Starting out with a Digitrax DCS51 when we first started exhibiting, both layouts are now controlled entirely through the Roco Z21 operating system, using our phones as handheld portable controllers – this goes from the stock to the points, signals to small details such as station information displays, level crossings and lights on non-motorised rolling stock. A project in the upcoming year to is upgrade the layout further, to allow the addition of detection devices to know where items of rolling stock are located on the layouts at any one time.
Seeing as most of my original model railway collection, along with my dad’s modelling preference of Scotland, it made sense to continue this theme with the rolling stock used on ‘Strathmore’. Even though the theme of the layout is in Scotland, various items of rolling stock from other areas of the country also appear from time to time, as well as things from the more modern era of British Railways.

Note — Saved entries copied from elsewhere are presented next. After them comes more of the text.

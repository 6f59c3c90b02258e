//! Tests for the WebSocket manager, in-process gateway and message handling.

use std::sync::Arc;
use std::time::Duration;

use assert_matches::assert_matches;
use axum::extract::ws::Message;
use unplugd_api::ws::{handle_text, receive_until_expiry, SessionEnd, WsGateway, WsManager};
use unplugd_events::{ConnectionGateway, DeliveryError};

// ---------------------------------------------------------------------------
// Manager
// ---------------------------------------------------------------------------

/// Added connections are counted and reachable until removed.
#[tokio::test]
async fn test_add_send_remove() {
    let manager = WsManager::new();
    let mut rx = manager.add("c1".into(), "alice").await;

    assert_eq!(manager.connection_count().await, 1);
    assert_eq!(manager.owner_of("c1").await.as_deref(), Some("alice"));
    assert!(manager.send("c1", Message::Text("hi".into())).await);
    assert_matches!(rx.recv().await, Some(Message::Text(t)) if t.as_str() == "hi");

    manager.remove("c1").await;
    assert_eq!(manager.connection_count().await, 0);
    assert!(!manager.send("c1", Message::Text("again".into())).await);
}

/// Shutdown sends Close to everyone and empties the map.
#[tokio::test]
async fn test_shutdown_all_closes_connections() {
    let manager = WsManager::new();
    let mut a = manager.add("a".into(), "alice").await;
    let mut b = manager.add("b".into(), "bob").await;

    manager.shutdown_all().await;

    assert_eq!(manager.connection_count().await, 0);
    assert_matches!(a.recv().await, Some(Message::Close(None)));
    assert_matches!(b.recv().await, Some(Message::Close(None)));
}

/// Heartbeat pings reach every connection.
#[tokio::test]
async fn test_ping_all() {
    let manager = WsManager::new();
    let mut rx = manager.add("c1".into(), "alice").await;

    manager.ping_all().await;
    assert_matches!(rx.recv().await, Some(Message::Ping(_)));
}

// ---------------------------------------------------------------------------
// Gateway
// ---------------------------------------------------------------------------

/// Payloads are delivered as text frames.
#[tokio::test]
async fn test_gateway_delivers_text() {
    let manager = Arc::new(WsManager::new());
    let mut rx = manager.add("c1".into(), "alice").await;
    let gateway = WsGateway::new(manager.clone());

    gateway
        .post_to_connection("c1", r#"{"type":"COMPLETED"}"#)
        .await
        .unwrap();
    assert_matches!(rx.recv().await, Some(Message::Text(t)) if t.as_str() == r#"{"type":"COMPLETED"}"#);
}

/// A connection not held by this process is gone.
#[tokio::test]
async fn test_gateway_unknown_connection_is_gone() {
    let gateway = WsGateway::new(Arc::new(WsManager::new()));
    let result = gateway.post_to_connection("nope", "{}").await;
    assert_matches!(result, Err(DeliveryError::Gone));
}

/// A connection whose socket task has exited is closed.
#[tokio::test]
async fn test_gateway_closed_channel() {
    let manager = Arc::new(WsManager::new());
    let rx = manager.add("c1".into(), "alice").await;
    drop(rx);

    let gateway = WsGateway::new(manager);
    let result = gateway.post_to_connection("c1", "{}").await;
    assert_matches!(result, Err(DeliveryError::Closed(id)) if id == "c1");
}

// ---------------------------------------------------------------------------
// Inbound messages
// ---------------------------------------------------------------------------

/// `ping` is answered with `pong`.
#[test]
fn test_ping_action() {
    let reply: serde_json::Value = serde_json::from_str(&handle_text(r#"{"action":"ping"}"#)).unwrap();
    assert_eq!(reply, serde_json::json!({ "action": "pong" }));
}

/// Anything else gets the unknown-action reply.
#[test]
fn test_unknown_action() {
    for input in [r#"{"action":"subscribe"}"#, "not json", "{}"] {
        let reply: serde_json::Value = serde_json::from_str(&handle_text(input)).unwrap();
        assert_eq!(reply["action"], "unknown");
        assert_eq!(reply["message"], "Unrecognized action");
    }
}

// ---------------------------------------------------------------------------
// Session lifetime
// ---------------------------------------------------------------------------

/// A silent client is cut off once its connection row would expire.
#[tokio::test(start_paused = true)]
async fn test_session_ends_at_ttl() {
    let manager = WsManager::new();
    let _rx = manager.add("c1".into(), "alice").await;
    let mut stream = futures::stream::pending::<Result<Message, axum::Error>>();

    let started = tokio::time::Instant::now();
    let end = receive_until_expiry(&mut stream, &manager, "c1", Duration::from_secs(7200)).await;

    assert_eq!(end, SessionEnd::Expired);
    assert!(started.elapsed() >= Duration::from_secs(7200));
}

/// Frames are answered until the client closes, well before the TTL.
#[tokio::test(start_paused = true)]
async fn test_session_replies_until_client_closes() {
    let manager = WsManager::new();
    let mut rx = manager.add("c1".into(), "alice").await;
    let mut stream = futures::stream::iter([
        Ok::<_, axum::Error>(Message::Text(r#"{"action":"ping"}"#.into())),
        Ok(Message::Close(None)),
    ]);

    let end = receive_until_expiry(&mut stream, &manager, "c1", Duration::from_secs(7200)).await;

    assert_eq!(end, SessionEnd::Closed);
    assert_matches!(rx.recv().await, Some(Message::Text(t)) if t.as_str().contains("pong"));
}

Around 80% of the locomotives running on the layouts are DCC Sound equipped, and all of these have upgraded speaker kits to allow for the best sound quality available. Most of the sound files come from the likes of Legomanbiffo, Coastal DCC, YouChoos, and Jamie Goodman, along with some other files. To accompany these files, the speakers range from iPhone speakers to large metal driven mega-bass speakers and ones that fit into the fuel tanks.
Almost all of the scenic items found on both layouts are either kit or scratch built – the depot building on L.I.P and carriage siding platform on Town being Gaugemaster kits, the carriage siding platform and fuelling points on L.I.P being Knightwing kits, as well as various buildings and the bridge being print-at-home kits. As well as these, the platform on Town and concrete base on L.I.P are scratch built with just imagination as instructions. It would take a whole page to list everything not bought ready-to-place, but only the smaller detailing items, level crossing, signals and vehicles are not kit or scratch built.
In British Rail days, the Loco Inspection Point (L.I.P.) concept was developed to allow locomotives to be checked and fuelled away from their allocated main depot. Additionally, they had the facilities to replace smaller consumable items such as brake shoes, oil, water, along with various other smaller tasks and maintenance – thus allowing greater availability of the fleet.
Strathmore as a place doesn’t exist, but if it did, it would be in the area around Glasgow, therefore, seeing a mixture of passenger and freight locomotives as well as the occasional DMU and departmental stock.
You will see some locomotives arrive only for stabling, others for fuelling, others for maintenance and fuelling, passenger services arriving running round to depart again, passenger services terminating to shunt and small freight services to shunt into the wagon sidings.